Rosenzweig and Cohen’s Digital History is a noble effort to bring historians into the current millennium.  It is somewhat ironic that the two historians chose to write a book to encourage historians to get their noses out of books and onto the internet.  However, it demonstrates that they understanding their paper-comfortable audience well.  Here, the two established historians, properly credited for their work, using footnotes and the “whole nine,” present a very digestible how-to guide.  Of course, just six years after its publishing, the book is already a little out of date and cannot be updated like a website.  Fortunately, their macro-level advice has a longer shelf-life than their technical-level advice (e.g. references to software that is no longer popular).  The authors do a good job of showing what the “History Web” (what they call all things history on the internet) is, how it works and how to approach creating a new digital project.  The sense of possibility with the digitizing of historical sources and the ability to collect new historical sources as events unfold (e.g. the attacks of September 11) is truly exciting.

Popularizing History

What I find most exciting about the internet is the possibilities it presents for engaging more people with history.  I think history matters (as previously noted) and I want it to be more accessible and attractive.  The internet is forcing us (historians) to think about things like design and readability.  Discussions about good prose is not new, though there are plenty of historical monographs that are difficult to plow through, making me think that good writing could use a stronger emphasis in our field.  Books don’t get very fancy, with the cover being the most significant item where design comes in.  But digital media is very visual these days.  Audio and visual!  Rosenzweig and Cohen encourage historians to think of themselves as architects rather than computer programmers.  Many historians may need help from designer colleagues to produce attractive, enticing digital work.  I’m not talking about focusing on aesthetics to the detriment of content, but paying it enough attention to increase the use of our work so that it has strong impact.  Rosenzweig interviewed an Ivy League PhD student who contributes to Wikipedia as a way to practice clear, publicly-useable writing.  This illustrates one of the benefits of digital media for our craft – stretching us in a different way.
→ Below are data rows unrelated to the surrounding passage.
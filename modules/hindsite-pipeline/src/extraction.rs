//! The extract_batch handler: fetch archived bytes, run the tiered
//! extractor, materialize pages, and close the session when the last batch
//! drains.

use std::sync::Arc;

use async_trait::async_trait;
use serde::{Deserialize, Serialize};
use tracing::{info, warn};
use uuid::Uuid;

use hindsite_common::{CaptureRecord, PageStatus, SessionCounters, SessionState};
use hindsite_extract::ExtractError;
use hindsite_jobs::{JobContext, JobFailure, JobHandler};
use hindsite_sources::SourceError;
use hindsite_store::ScrapePageRow;

use crate::deps::PipelineDeps;

pub const EXTRACT_BATCH_JOB: &str = "extract_batch";

#[derive(Debug, Serialize, Deserialize)]
pub struct ExtractBatchPayload {
    pub project_id: Uuid,
    pub session_id: Uuid,
    /// Already in deterministic (original_url, capture_timestamp) order.
    pub scrape_page_ids: Vec<Uuid>,
}

pub struct ExtractBatchHandler {
    deps: Arc<PipelineDeps>,
}

impl ExtractBatchHandler {
    pub fn new(deps: Arc<PipelineDeps>) -> Self {
        Self { deps }
    }

    /// Process one capture end to end. Returns whether extraction succeeded.
    async fn process_capture(
        &self,
        ctx: &JobContext,
        project_id: Uuid,
        row: &ScrapePageRow,
        policy: &hindsite_common::ArchivePolicy,
    ) -> Result<bool, JobFailure> {
        let deps = &self.deps;

        deps.facade
            .set_status(row.id, project_id, PageStatus::InProgress, None)
            .await
            .map_err(|e| JobFailure::Retriable(e.into()))?;

        let capture = CaptureRecord {
            timestamp: row.capture_timestamp.clone(),
            original_url: row.original_url.clone(),
            mime_type: row.mime_type.clone(),
            status_code: row.status_code.clone(),
            digest: row.digest.clone(),
            length: row.length.max(0) as u64,
        };

        let primary = deps
            .router
            .resolve_order(policy)
            .first()
            .map(|s| s.source())
            .unwrap_or(hindsite_common::ArchiveSource::WaybackMachine);

        let fetched = match deps
            .fetcher
            .fetch(policy, &capture, primary, &ctx.cancel)
            .await
        {
            Ok(fetched) => fetched,
            Err(SourceError::Cancelled) => return Err(JobFailure::Cancelled),
            Err(e) => {
                warn!(url = %row.original_url, error = %e, "Capture fetch failed");
                deps.facade
                    .set_status(row.id, project_id, PageStatus::Failed, Some(&e.to_string()))
                    .await
                    .map_err(|e| JobFailure::Retriable(e.into()))?;
                return Ok(false);
            }
        };

        // Bounded extraction concurrency across the whole process.
        let _permit = deps
            .extract_limit
            .acquire()
            .await
            .map_err(|_| JobFailure::Permanent(anyhow::anyhow!("extract semaphore closed")))?;

        let outcome = match deps
            .extractor
            .extract(&fetched.bytes, &row.original_url)
            .await
        {
            Ok(outcome) => outcome,
            Err(ExtractError::ExtractionFailed) => {
                deps.facade
                    .set_status(
                        row.id,
                        project_id,
                        PageStatus::Failed,
                        Some("all extraction strategies failed"),
                    )
                    .await
                    .map_err(|e| JobFailure::Retriable(e.into()))?;
                return Ok(false);
            }
            Err(e) => {
                deps.facade
                    .set_status(row.id, project_id, PageStatus::Failed, Some(&e.to_string()))
                    .await
                    .map_err(|e| JobFailure::Retriable(e.into()))?;
                return Ok(false);
            }
        };

        let extraction = {
            let mut recent = deps.recent_hashes.lock().await;
            hindsite_extract::finalize(
                &row.original_url,
                &row.capture_timestamp,
                outcome,
                &mut recent,
            )
        };

        let (page_id, _) = deps
            .facade
            .materialize_page(row.target_id, &extraction)
            .await
            .map_err(|e| JobFailure::Retriable(e.into()))?;
        deps.facade
            .link_scrape_page_to_page(row.id, page_id)
            .await
            .map_err(|e| JobFailure::Retriable(e.into()))?;

        let page = deps
            .store
            .get_page(page_id)
            .await
            .map_err(|e| JobFailure::Retriable(e.into()))?;
        deps.facade
            .emit_index_upsert(&page)
            .await
            .map_err(|e| JobFailure::Retriable(e.into()))?;

        deps.facade
            .set_status(row.id, project_id, PageStatus::Completed, None)
            .await
            .map_err(|e| JobFailure::Retriable(e.into()))?;
        Ok(true)
    }
}

#[async_trait]
impl JobHandler for ExtractBatchHandler {
    fn job_type(&self) -> &'static str {
        EXTRACT_BATCH_JOB
    }

    async fn run(&self, ctx: JobContext) -> Result<(), JobFailure> {
        let payload: ExtractBatchPayload = serde_json::from_value(ctx.payload.clone())
            .map_err(|e| JobFailure::Permanent(anyhow::anyhow!("bad payload: {e}")))?;
        let deps = &self.deps;

        let project = deps
            .store
            .get_project(payload.project_id)
            .await
            .map_err(|e| JobFailure::Permanent(e.into()))?;
        let policy = hindsite_store::Store::parse_policy(&project);

        let mut counters = SessionCounters::default();
        let total = payload.scrape_page_ids.len();

        for (i, scrape_page_id) in payload.scrape_page_ids.iter().enumerate() {
            ctx.checkpoint()?;

            let row = match deps.store.get_scrape_page(*scrape_page_id).await {
                Ok(row) => row,
                Err(e) => {
                    warn!(scrape_page_id = %scrape_page_id, error = %e, "Scrape page vanished");
                    continue;
                }
            };

            // First attempt takes pending rows; retries also pick up rows
            // that failed mid-batch. Everything else is done or frozen.
            let status: PageStatus = match row.status.parse() {
                Ok(status) => status,
                Err(_) => continue,
            };
            let eligible = status == PageStatus::Pending
                || (status == PageStatus::Failed && ctx.attempt > 1);
            if !eligible {
                continue;
            }

            match self
                .process_capture(&ctx, payload.project_id, &row, &policy)
                .await?
            {
                true => counters.extracted_ok += 1,
                false => counters.extracted_failed += 1,
            }

            ctx.progress(i as i64 + 1, Some(total as i64), None).await;
        }

        deps.facade
            .increment_session_counters(payload.session_id, &counters)
            .await
            .map_err(|e| JobFailure::Retriable(e.into()))?;

        // Last batch out closes the session.
        let remaining: i64 = sqlx::query_scalar(
            r#"
            SELECT COUNT(*) FROM scrape_pages
            WHERE session_id = $1 AND status IN ('pending', 'in_progress')
            "#,
        )
        .bind(payload.session_id)
        .fetch_one(deps.store.pool())
        .await
        .map_err(|e| JobFailure::Retriable(e.into()))?;

        if remaining == 0 {
            let session = deps
                .store
                .get_session(payload.session_id)
                .await
                .map_err(|e| JobFailure::Retriable(e.into()))?;
            let session_counters: SessionCounters =
                serde_json::from_value(session.counters).unwrap_or_default();
            // A run fails only when nothing at all was ingested.
            let state = if session_counters.extracted_ok == 0 && session_counters.discovered == 0 {
                SessionState::Failed
            } else {
                SessionState::Completed
            };
            deps.facade
                .finish_session(payload.session_id, state)
                .await
                .map_err(|e| JobFailure::Retriable(e.into()))?;
            info!(session_id = %payload.session_id, state = %state, "Session finished");
        }

        Ok(())
    }
}
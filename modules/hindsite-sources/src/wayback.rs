//! Wayback Machine strategy: CDX listing with resume-key pagination, replay
//! fetches through the raw (`id_`) endpoint.

use std::sync::Arc;

use async_trait::async_trait;
use tokio_util::sync::CancellationToken;
use tracing::{debug, info};

use hindsite_common::{
    ArchiveSource, CaptureRecord, CircuitBreaker, CircuitBreakerConfig, DateWindow, MatchType,
    SourceConfig, Target,
};

use crate::error::SourceError;
use crate::strategy::{guarded, normalize_listing, ArchiveStrategy, CaptureListing, FetchedCapture};

const DEFAULT_CDX_BASE: &str = "https://web.archive.org/cdx/search/cdx";
const DEFAULT_REPLAY_BASE: &str = "https://web.archive.org/web";

pub struct WaybackStrategy {
    client: reqwest::Client,
    cdx_base: String,
    replay_base: String,
    config: SourceConfig,
    list_cb: Arc<CircuitBreaker>,
    fetch_cb: Arc<CircuitBreaker>,
}

impl WaybackStrategy {
    pub fn new(config: SourceConfig, cb_config: CircuitBreakerConfig) -> Self {
        Self::with_endpoints(config, cb_config, DEFAULT_CDX_BASE, DEFAULT_REPLAY_BASE)
    }

    /// Endpoint override for tests against a local stub server.
    pub fn with_endpoints(
        config: SourceConfig,
        cb_config: CircuitBreakerConfig,
        cdx_base: impl Into<String>,
        replay_base: impl Into<String>,
    ) -> Self {
        Self {
            client: reqwest::Client::new(),
            cdx_base: cdx_base.into(),
            replay_base: replay_base.into(),
            config,
            list_cb: Arc::new(CircuitBreaker::new("wayback.list", cb_config.clone())),
            fetch_cb: Arc::new(CircuitBreaker::new("wayback.fetch", cb_config)),
        }
    }

    /// CDX `url` + `matchType` parameters for a target.
    fn match_params(target: &Target) -> (String, &'static str) {
        match target.match_type {
            MatchType::HostExact => (target.domain.clone(), "host"),
            MatchType::Subdomain => (target.domain.clone(), "domain"),
            MatchType::Prefix => {
                let path = target.url_path.as_deref().unwrap_or("/");
                (format!("{}{}", target.domain, path), "prefix")
            }
        }
    }

    async fn list_pages(
        &self,
        target: &Target,
        window: DateWindow,
        cancel: &CancellationToken,
    ) -> Result<CaptureListing, SourceError> {
        let (url_param, match_type) = Self::match_params(target);
        let mut records = Vec::new();
        let mut resume_key: Option<String> = None;
        let mut pages_fetched = 0u32;
        let mut truncated = false;

        loop {
            if cancel.is_cancelled() {
                return Err(SourceError::Cancelled);
            }
            if self.config.max_pages > 0 && pages_fetched >= self.config.max_pages {
                truncated = resume_key.is_some();
                break;
            }

            let from = window.from_timestamp()[..8].to_string();
            let to = window.to_timestamp()[..8].to_string();
            let limit = self.config.page_size.to_string();
            let mut request = self
                .client
                .get(&self.cdx_base)
                .timeout(self.config.timeout())
                .query(&[
                    ("url", url_param.as_str()),
                    ("matchType", match_type),
                    ("from", from.as_str()),
                    ("to", to.as_str()),
                    ("output", "json"),
                    ("limit", limit.as_str()),
                    ("showResumeKey", "true"),
                ]);
            if let Some(key) = &resume_key {
                request = request.query(&[("resumeKey", key.as_str())]);
            }

            let response = tokio::select! {
                _ = cancel.cancelled() => return Err(SourceError::Cancelled),
                r = request.send() => r.map_err(|e| SourceError::from_transport(e, "wayback cdx"))?,
            };
            let status = response.status().as_u16();
            if status != 200 {
                return Err(SourceError::from_status(status, "wayback cdx"));
            }

            let body: Vec<Vec<String>> = response
                .json()
                .await
                .map_err(|e| SourceError::permanent(format!("wayback cdx: malformed body: {e}")))?;
            pages_fetched += 1;

            let (page_records, next_key) = parse_cdx_page(&body)?;
            let page_len = page_records.len();
            records.extend(page_records);
            debug!(
                url = %url_param,
                page = pages_fetched,
                records = page_len,
                "Wayback CDX page fetched"
            );

            match next_key {
                Some(key) => resume_key = Some(key),
                None => break,
            }
        }

        let records = normalize_listing(records, window, target.include_attachments);
        info!(
            domain = %target.domain,
            records = records.len(),
            pages = pages_fetched,
            truncated,
            "Wayback listing complete"
        );
        Ok(CaptureListing {
            records,
            pages_fetched,
            truncated,
        })
    }
}

/// Parse one CDX JSON page: header row, data rows, and (with
/// `showResumeKey=true`) a trailing empty row followed by the resume key.
fn parse_cdx_page(body: &[Vec<String>]) -> Result<(Vec<CaptureRecord>, Option<String>), SourceError> {
    if body.is_empty() {
        return Ok((Vec::new(), None));
    }
    let header = &body[0];
    let col = |name: &str| header.iter().position(|h| h == name);
    let (ts_i, url_i, mime_i, status_i, digest_i, length_i) = match (
        col("timestamp"),
        col("original"),
        col("mimetype"),
        col("statuscode"),
        col("digest"),
        col("length"),
    ) {
        (Some(a), Some(b), Some(c), Some(d), Some(e), Some(f)) => (a, b, c, d, e, f),
        _ => {
            return Err(SourceError::permanent(
                "wayback cdx: unexpected header row".to_string(),
            ))
        }
    };

    let mut records = Vec::new();
    let mut resume_key = None;
    let mut rows = body[1..].iter().peekable();
    while let Some(row) = rows.next() {
        if row.is_empty() {
            // Resume-key sentinel: empty row, then the key itself.
            if let Some(key_row) = rows.next() {
                resume_key = key_row.first().cloned().filter(|k| !k.is_empty());
            }
            break;
        }
        let get = |i: usize| row.get(i).cloned().unwrap_or_default();
        let status_code = get(status_i);
        records.push(CaptureRecord {
            timestamp: get(ts_i),
            original_url: get(url_i),
            mime_type: get(mime_i).to_ascii_lowercase(),
            status_code: if status_code.bytes().all(|b| b.is_ascii_digit()) && !status_code.is_empty()
            {
                status_code
            } else {
                "0".to_string()
            },
            digest: get(digest_i),
            length: get(length_i).parse().unwrap_or(0),
        });
    }
    Ok((records, resume_key))
}

#[async_trait]
impl ArchiveStrategy for WaybackStrategy {
    fn source(&self) -> ArchiveSource {
        ArchiveSource::WaybackMachine
    }

    fn config(&self) -> &SourceConfig {
        &self.config
    }

    fn list_cb(&self) -> &Arc<CircuitBreaker> {
        &self.list_cb
    }

    fn fetch_cb(&self) -> &Arc<CircuitBreaker> {
        &self.fetch_cb
    }

    async fn list_captures(
        &self,
        target: &Target,
        window: DateWindow,
        cancel: &CancellationToken,
    ) -> Result<CaptureListing, SourceError> {
        guarded(
            &self.list_cb,
            ArchiveSource::WaybackMachine,
            self.list_pages(target, window, cancel),
        )
        .await
    }

    async fn fetch_capture(
        &self,
        record: &CaptureRecord,
        cancel: &CancellationToken,
    ) -> Result<FetchedCapture, SourceError> {
        // `id_` returns the original archived bytes without replay rewriting.
        let url = format!(
            "{}/{}id_/{}",
            self.replay_base, record.timestamp, record.original_url
        );
        guarded(&self.fetch_cb, ArchiveSource::WaybackMachine, async {
            let response = tokio::select! {
                _ = cancel.cancelled() => return Err(SourceError::Cancelled),
                r = self.client.get(&url).timeout(self.config.timeout()).send() => {
                    r.map_err(|e| SourceError::from_transport(e, "wayback replay"))?
                }
            };
            let status = response.status().as_u16();
            if status == 404 {
                return Err(SourceError::NotCaptured);
            }
            if status != 200 {
                return Err(SourceError::from_status(status, "wayback replay"));
            }
            let headers = response
                .headers()
                .iter()
                .map(|(k, v)| {
                    (
                        k.as_str().to_ascii_lowercase(),
                        v.to_str().unwrap_or_default().to_string(),
                    )
                })
                .collect();
            let bytes = response
                .bytes()
                .await
                .map_err(|e| SourceError::from_transport(e, "wayback replay body"))?;
            Ok(FetchedCapture {
                bytes: bytes.to_vec(),
                headers,
                fetched_from: ArchiveSource::WaybackMachine,
            })
        })
        .await
    }
}

#[cfg(test)]
mod tests {
    use super::*;

    fn rows(data: &[&[&str]]) -> Vec<Vec<String>> {
        data.iter()
            .map(|r| r.iter().map(|s| s.to_string()).collect())
            .collect()
    }

    const HEADER: &[&str] = &[
        "urlkey",
        "timestamp",
        "original",
        "mimetype",
        "statuscode",
        "digest",
        "length",
    ];

    #[test]
    fn parses_rows_and_resume_key() {
        let body = rows(&[
            HEADER,
            &[
                "com,example)/",
                "20240315120000",
                "https://example.com/",
                "text/HTML",
                "200",
                "3F2A1B9C",
                "5120",
            ],
            &[],
            &["resume-abc"],
        ]);
        let (records, key) = parse_cdx_page(&body).unwrap();
        assert_eq!(records.len(), 1);
        assert_eq!(records[0].mime_type, "text/html");
        assert_eq!(records[0].length, 5120);
        assert_eq!(key.as_deref(), Some("resume-abc"));
    }

    #[test]
    fn parses_final_page_without_key() {
        let body = rows(&[
            HEADER,
            &[
                "com,example)/a",
                "20240315120000",
                "https://example.com/a",
                "text/html",
                "200",
                "AAAA",
                "100",
            ],
        ]);
        let (records, key) = parse_cdx_page(&body).unwrap();
        assert_eq!(records.len(), 1);
        assert!(key.is_none());
    }

    #[test]
    fn non_numeric_status_normalized() {
        let body = rows(&[
            HEADER,
            &[
                "com,example)/a",
                "20240315120000",
                "https://example.com/a",
                "warc/revisit",
                "-",
                "AAAA",
                "-",
            ],
        ]);
        let (records, _) = parse_cdx_page(&body).unwrap();
        assert_eq!(records[0].status_code, "0");
        assert_eq!(records[0].length, 0);
    }

    #[test]
    fn empty_body_is_empty_success() {
        let (records, key) = parse_cdx_page(&[]).unwrap();
        assert!(records.is_empty());
        assert!(key.is_none());
    }

    #[test]
    fn match_params_per_type() {
        let mut target = Target {
            id: uuid::Uuid::new_v4(),
            project_id: uuid::Uuid::new_v4(),
            domain: "example.com".into(),
            match_type: MatchType::HostExact,
            url_path: None,
            from_date: chrono::NaiveDate::from_ymd_opt(2024, 1, 1).unwrap(),
            to_date: chrono::NaiveDate::from_ymd_opt(2024, 1, 31).unwrap(),
            include_attachments: false,
        };
        assert_eq!(
            WaybackStrategy::match_params(&target),
            ("example.com".into(), "host")
        );
        target.match_type = MatchType::Subdomain;
        assert_eq!(
            WaybackStrategy::match_params(&target),
            ("example.com".into(), "domain")
        );
        target.match_type = MatchType::Prefix;
        target.url_path = Some("/blog".into());
        assert_eq!(
            WaybackStrategy::match_params(&target),
            ("example.com/blog".into(), "prefix")
        );
    }
}
//! Per-source counters and health rollup for the archive-sources metrics and
//! health endpoints.

use std::collections::HashMap;
use std::sync::Mutex;

use chrono::{DateTime, Utc};
use serde::Serialize;

use hindsite_common::{ArchiveSource, CircuitState, CircuitStatus};

use crate::error::SourceErrorKind;

#[derive(Debug, Clone, Default, Serialize)]
pub struct SourceCounters {
    pub total: u64,
    pub successful: u64,
    pub failed: u64,
    pub total_records: u64,
    pub avg_response_seconds: f64,
    pub error_counts: HashMap<String, u64>,
    pub last_success: Option<DateTime<Utc>>,
    pub last_failure: Option<DateTime<Utc>>,
    #[serde(skip)]
    total_duration_ms: u64,
}

impl SourceCounters {
    pub fn success_rate(&self) -> f64 {
        if self.total == 0 {
            return 1.0;
        }
        self.successful as f64 / self.total as f64
    }
}

/// Shared registry of per-source call outcomes. Counters only; breaker state
/// lives on the strategies and is merged in at read time.
#[derive(Default)]
pub struct SourceMetrics {
    inner: Mutex<HashMap<ArchiveSource, SourceCounters>>,
}

impl SourceMetrics {
    pub fn new() -> Self {
        Self::default()
    }

    pub fn record_success(&self, source: ArchiveSource, duration_ms: u64, records: u64) {
        let mut inner = self.inner.lock().unwrap();
        let counters = inner.entry(source).or_default();
        counters.total += 1;
        counters.successful += 1;
        counters.total_records += records;
        counters.total_duration_ms += duration_ms;
        counters.avg_response_seconds =
            counters.total_duration_ms as f64 / 1000.0 / counters.total as f64;
        counters.last_success = Some(Utc::now());
    }

    pub fn record_failure(&self, source: ArchiveSource, duration_ms: u64, kind: SourceErrorKind) {
        let mut inner = self.inner.lock().unwrap();
        let counters = inner.entry(source).or_default();
        counters.total += 1;
        counters.failed += 1;
        counters.total_duration_ms += duration_ms;
        counters.avg_response_seconds =
            counters.total_duration_ms as f64 / 1000.0 / counters.total as f64;
        counters.last_failure = Some(Utc::now());
        *counters.error_counts.entry(kind.as_str().to_string()).or_default() += 1;
    }

    pub fn snapshot(&self) -> HashMap<ArchiveSource, SourceCounters> {
        self.inner.lock().unwrap().clone()
    }

    /// Clear counters. Breaker state is untouched; the reset endpoint is for
    /// counters only.
    pub fn reset(&self) {
        self.inner.lock().unwrap().clear();
    }
}

#[derive(Debug, Clone, Copy, PartialEq, Eq, Serialize)]
#[serde(rename_all = "snake_case")]
pub enum HealthStatus {
    Healthy,
    Degraded,
    Unhealthy,
}

#[derive(Debug, Clone, Serialize)]
pub struct SourceHealth {
    pub healthy: bool,
    pub circuit_breaker_state: CircuitState,
    pub success_rate: f64,
    pub last_success: Option<DateTime<Utc>>,
    pub last_failure: Option<DateTime<Utc>>,
}

/// Roll one source's counters and breaker status into a health view.
pub fn source_health(counters: Option<&SourceCounters>, cb: &CircuitStatus) -> SourceHealth {
    let success_rate = counters.map(SourceCounters::success_rate).unwrap_or(1.0);
    SourceHealth {
        healthy: cb.state == CircuitState::Closed && success_rate >= 0.5,
        circuit_breaker_state: cb.state,
        success_rate,
        last_success: counters.and_then(|c| c.last_success),
        last_failure: counters.and_then(|c| c.last_failure),
    }
}

/// Overall status: all healthy → healthy, some → degraded, none → unhealthy.
pub fn overall_status(sources: &[&SourceHealth]) -> HealthStatus {
    let healthy = sources.iter().filter(|s| s.healthy).count();
    if healthy == sources.len() && !sources.is_empty() {
        HealthStatus::Healthy
    } else if healthy > 0 {
        HealthStatus::Degraded
    } else {
        HealthStatus::Unhealthy
    }
}

#[cfg(test)]
mod tests {
    use super::*;

    #[test]
    fn counters_accumulate() {
        let metrics = SourceMetrics::new();
        metrics.record_success(ArchiveSource::WaybackMachine, 200, 50);
        metrics.record_failure(
            ArchiveSource::WaybackMachine,
            400,
            SourceErrorKind::Retriable,
        );
        let snap = metrics.snapshot();
        let wb = &snap[&ArchiveSource::WaybackMachine];
        assert_eq!(wb.total, 2);
        assert_eq!(wb.successful, 1);
        assert_eq!(wb.failed, 1);
        assert_eq!(wb.total_records, 50);
        assert_eq!(wb.error_counts["retriable"], 1);
        assert!((wb.avg_response_seconds - 0.3).abs() < 1e-9);
    }

    #[test]
    fn reset_clears_counters() {
        let metrics = SourceMetrics::new();
        metrics.record_success(ArchiveSource::CommonCrawl, 100, 10);
        metrics.reset();
        assert!(metrics.snapshot().is_empty());
    }

    #[test]
    fn overall_rollup() {
        let healthy = SourceHealth {
            healthy: true,
            circuit_breaker_state: CircuitState::Closed,
            success_rate: 1.0,
            last_success: None,
            last_failure: None,
        };
        let sick = SourceHealth {
            healthy: false,
            ..healthy.clone()
        };
        assert_eq!(overall_status(&[&healthy, &healthy]), HealthStatus::Healthy);
        assert_eq!(overall_status(&[&healthy, &sick]), HealthStatus::Degraded);
        assert_eq!(overall_status(&[&sick]), HealthStatus::Unhealthy);
    }
}
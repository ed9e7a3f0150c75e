use std::sync::Arc;

use axum::{
    routing::{get, patch, post},
    Router,
};

use crate::state::AppState;

pub mod health;
pub mod projects;
pub mod scrape_pages;

pub fn router(state: Arc<AppState>) -> Router {
    Router::new()
        .route("/projects", post(projects::create_project))
        .route("/projects/{id}", patch(projects::patch_project))
        .route("/projects/{id}/scrape", post(projects::start_scrape))
        .route("/projects/{id}/sessions", get(projects::list_sessions))
        .route(
            "/projects/{id}/scrape-pages",
            get(scrape_pages::list_scrape_pages),
        )
        .route(
            "/projects/{id}/scrape-pages/manual-processing/bulk/preview",
            post(scrape_pages::bulk_preview),
        )
        .route(
            "/projects/{id}/scrape-pages/manual-processing/bulk",
            post(scrape_pages::bulk_apply),
        )
        .route("/jobs/{id}", get(projects::get_job))
        .route("/jobs/{id}/cancel", post(projects::cancel_job))
        .route("/health", get(health::health))
        .route("/health/archive-sources", get(health::archive_sources_health))
        .route(
            "/metrics/archive-sources",
            get(health::archive_sources_metrics),
        )
        .route(
            "/metrics/archive-sources/reset",
            post(health::reset_archive_sources_metrics),
        )
        .with_state(state)
}
use thiserror::Error;

#[derive(Error, Debug)]
pub enum ExtractError {
    /// A strategy produced a result below threshold. Consumed inside the
    /// tiered loop, never surfaced.
    #[error("strategy result below threshold: {0}")]
    SoftFail(String),

    /// A strategy blew up or timed out.
    #[error("strategy failed: {0}")]
    StrategyFailed(String),

    #[error("strategy timed out after {0:?}")]
    Timeout(std::time::Duration),

    /// All tiers exhausted with nothing usable.
    #[error("all extraction strategies failed")]
    ExtractionFailed,
}
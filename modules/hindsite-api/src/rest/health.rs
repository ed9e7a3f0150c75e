//! Health and metrics endpoints for the archive-source plane and the sync
//! pipeline.

use std::collections::HashMap;
use std::sync::Arc;

use axum::{
    extract::State,
    response::{IntoResponse, Json},
};

use hindsite_common::ArchiveSource;
use hindsite_sources::{overall_status, source_health, SourceHealth};

use crate::state::AppState;

/// Liveness plus sync posture: degraded when the dead-letter queue is deep.
pub async fn health(State(state): State<Arc<AppState>>) -> axum::response::Response {
    let sync = state.synchronizer.status().await;
    let consistency = state
        .validator
        .last_report()
        .await
        .map(|r| r.consistency_score);
    Json(serde_json::json!({
        "status": if sync.degraded { "degraded" } else { "ok" },
        "sync": sync,
        "consistency_score": consistency,
    }))
    .into_response()
}

fn collect_source_health(state: &AppState) -> HashMap<ArchiveSource, SourceHealth> {
    let counters = state.router.metrics().snapshot();
    state
        .router
        .strategies()
        .iter()
        .map(|strategy| {
            let source = strategy.source();
            (
                source,
                source_health(counters.get(&source), &strategy.list_cb().status()),
            )
        })
        .collect()
}

pub async fn archive_sources_health(
    State(state): State<Arc<AppState>>,
) -> axum::response::Response {
    let health = collect_source_health(&state);
    let views: Vec<&SourceHealth> = health.values().collect();
    let status = overall_status(&views);

    let sources: serde_json::Map<String, serde_json::Value> = health
        .iter()
        .map(|(source, h)| {
            (
                source.as_str().to_string(),
                serde_json::to_value(h).unwrap_or_default(),
            )
        })
        .collect();

    Json(serde_json::json!({
        "status": status,
        "sources": sources,
    }))
    .into_response()
}

pub async fn archive_sources_metrics(
    State(state): State<Arc<AppState>>,
) -> axum::response::Response {
    let counters = state.router.metrics().snapshot();

    let mut sources = serde_json::Map::new();
    let mut breakers = serde_json::Map::new();
    for strategy in state.router.strategies() {
        let source = strategy.source();
        if let Some(c) = counters.get(&source) {
            sources.insert(
                source.as_str().to_string(),
                serde_json::to_value(c).unwrap_or_default(),
            );
        }
        let list = strategy.list_cb().status();
        let fetch = strategy.fetch_cb().status();
        breakers.insert(
            source.as_str().to_string(),
            serde_json::json!({
                "list": {
                    "state": list.state,
                    "failure_count": list.failure_count,
                    "success_count": list.success_count,
                    "next_attempt_time": list.next_probe_at,
                },
                "fetch": {
                    "state": fetch.state,
                    "failure_count": fetch.failure_count,
                    "success_count": fetch.success_count,
                    "next_attempt_time": fetch.next_probe_at,
                },
                "config": strategy.config(),
            }),
        );
    }

    Json(serde_json::json!({
        "sources": sources,
        "circuit_breakers": breakers,
    }))
    .into_response()
}

/// Clears counters; breaker state is deliberately untouched.
pub async fn reset_archive_sources_metrics(
    State(state): State<Arc<AppState>>,
) -> axum::response::Response {
    state.router.metrics().reset();
    Json(serde_json::json!({ "status": "reset" })).into_response()
}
Joining In, Unleashing the Profession’s Power

While teachers cringe when they see students citing Wikipedia in papers, Rosenzweig says we have to somehow embrace Wikipedia.  We don’t have to be uncritical of it and we don’t have to allow it as a scholarly historical source in student assignments, but we ought to recognize that it is being used far more than any other historical source.  Millions of people turn to it for historical knowledge, whether we like it or not.  Rosenzweig imagines what it would be like if all of the members of the Organization of American Historians were to dedicate just one day to improving historical entries on Wikipedia.  That could be truly powerful.  However, he also describes some of the tensions that professional historians face working with the mostly amateur writing crew for Wikipedia.  This includes the proclivity seen in Wikipedia for facts and lists, even when these items may be obscure or sensational elements in history.  Also, because Wikipedia takes a “Neutral Point of View” approach, writers steer clear of controversies and conflicting interpretations, which is welcomed as useful in the academic world.  Another option Rosenzweig presents is for historians to generate their own on-line projects or to make existing projects like the American National Biography Online free.  As with the Ames Clickworker project organized by NASA where two million entries were generated in six months by volunteers pouring over images of craters on Mars, Rosenzweig sees an endless set of possibilities with the power of volunteers to build the History Web.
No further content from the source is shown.